Top of Data supplied

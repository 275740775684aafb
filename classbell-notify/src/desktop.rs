//! Desktop notifications via notify-rust.
//!
//! On freedesktop servers that advertise `persistence`, the anchor is a
//! resident critical notification and every slot keeps its handle so it can be
//! closed later. Elsewhere notifications are fire-and-forget and the anchor
//! capability is reported as unavailable.

use classbell_core::error::{BellError, BellResult};
use classbell_core::render::{RenderCapabilities, Renderer};
use classbell_core::trigger::TriggerPayload;
use notify_rust::{Notification, Timeout};

const APP_NAME: &str = "classbell";

fn notification(payload: &TriggerPayload) -> Notification {
    let mut n = Notification::new();
    n.appname(APP_NAME)
        .summary(&format!("{} · {}", payload.title, payload.label))
        .body(&payload.body());
    n
}

#[cfg(all(unix, not(target_os = "macos")))]
mod platform {
    use std::collections::HashMap;
    use std::sync::{Mutex, PoisonError};

    use notify_rust::{Hint, NotificationHandle, Urgency};

    use super::*;

    pub struct DesktopRenderer {
        capabilities: RenderCapabilities,
        shown: Mutex<HashMap<u32, NotificationHandle>>,
        anchor: Mutex<Option<u32>>,
    }

    impl DesktopRenderer {
        pub fn new() -> Self {
            let caps = notify_rust::get_capabilities().unwrap_or_else(|e| {
                tracing::warn!(error = %e, "Could not query notification server");
                Vec::new()
            });
            let anchor = caps.iter().any(|c| c == "persistence");
            tracing::info!(anchor, "Notification server capabilities probed");

            DesktopRenderer {
                capabilities: RenderCapabilities { anchor },
                shown: Mutex::new(HashMap::new()),
                anchor: Mutex::new(None),
            }
        }

        fn show(&self, slot: u32, mut n: Notification) -> BellResult<()> {
            n.id(slot);
            let handle = n.show().map_err(|e| BellError::Render(e.to_string()))?;
            self.shown
                .lock()
                .unwrap_or_else(PoisonError::into_inner)
                .insert(slot, handle);
            Ok(())
        }
    }

    impl Renderer for DesktopRenderer {
        fn capabilities(&self) -> RenderCapabilities {
            self.capabilities
        }

        fn render_as_anchor(&self, slot: u32, payload: &TriggerPayload) -> BellResult<()> {
            let mut n = notification(payload);
            n.hint(Hint::Resident(true))
                .urgency(Urgency::Critical)
                .timeout(Timeout::Never);
            self.show(slot, n)?;
            *self.anchor.lock().unwrap_or_else(PoisonError::into_inner) = Some(slot);
            Ok(())
        }

        fn render_ordinary(&self, slot: u32, payload: &TriggerPayload) -> BellResult<()> {
            let mut n = notification(payload);
            n.urgency(Urgency::Normal).timeout(Timeout::Default);
            self.show(slot, n)
        }

        fn dismiss(&self, slot: u32) {
            let handle = self
                .shown
                .lock()
                .unwrap_or_else(PoisonError::into_inner)
                .remove(&slot);
            if let Some(handle) = handle {
                handle.close();
            }
        }

        fn release_channel(&self) {
            let slot = self.anchor.lock().unwrap_or_else(PoisonError::into_inner).take();
            if let Some(slot) = slot {
                self.dismiss(slot);
            }
        }
    }
}

#[cfg(not(all(unix, not(target_os = "macos"))))]
mod platform {
    use super::*;

    pub struct DesktopRenderer;

    impl DesktopRenderer {
        pub fn new() -> Self {
            tracing::info!("No persistent notification channel on this platform");
            DesktopRenderer
        }
    }

    impl Renderer for DesktopRenderer {
        fn capabilities(&self) -> RenderCapabilities {
            RenderCapabilities { anchor: false }
        }

        fn render_as_anchor(&self, _slot: u32, _payload: &TriggerPayload) -> BellResult<()> {
            Err(BellError::Render("persistent notifications unsupported".into()))
        }

        fn render_ordinary(&self, _slot: u32, payload: &TriggerPayload) -> BellResult<()> {
            let mut n = notification(payload);
            n.timeout(Timeout::Default);
            n.show()
                .map(|_| ())
                .map_err(|e| BellError::Render(e.to_string()))
        }

        fn dismiss(&self, _slot: u32) {}

        fn release_channel(&self) {}
    }
}

pub use platform::DesktopRenderer;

Bottom of Data supplied

Through the line that contains "so it can be", copy the material above exactly, beginning at its first line and including nothing more.

repository 275740775684aafb
filename classbell-notify/src/desktop.rs
//! Desktop notifications via notify-rust.
//!
//! On freedesktop servers that advertise `persistence`, the anchor is a
//! resident critical notification and every slot keeps its handle so it can be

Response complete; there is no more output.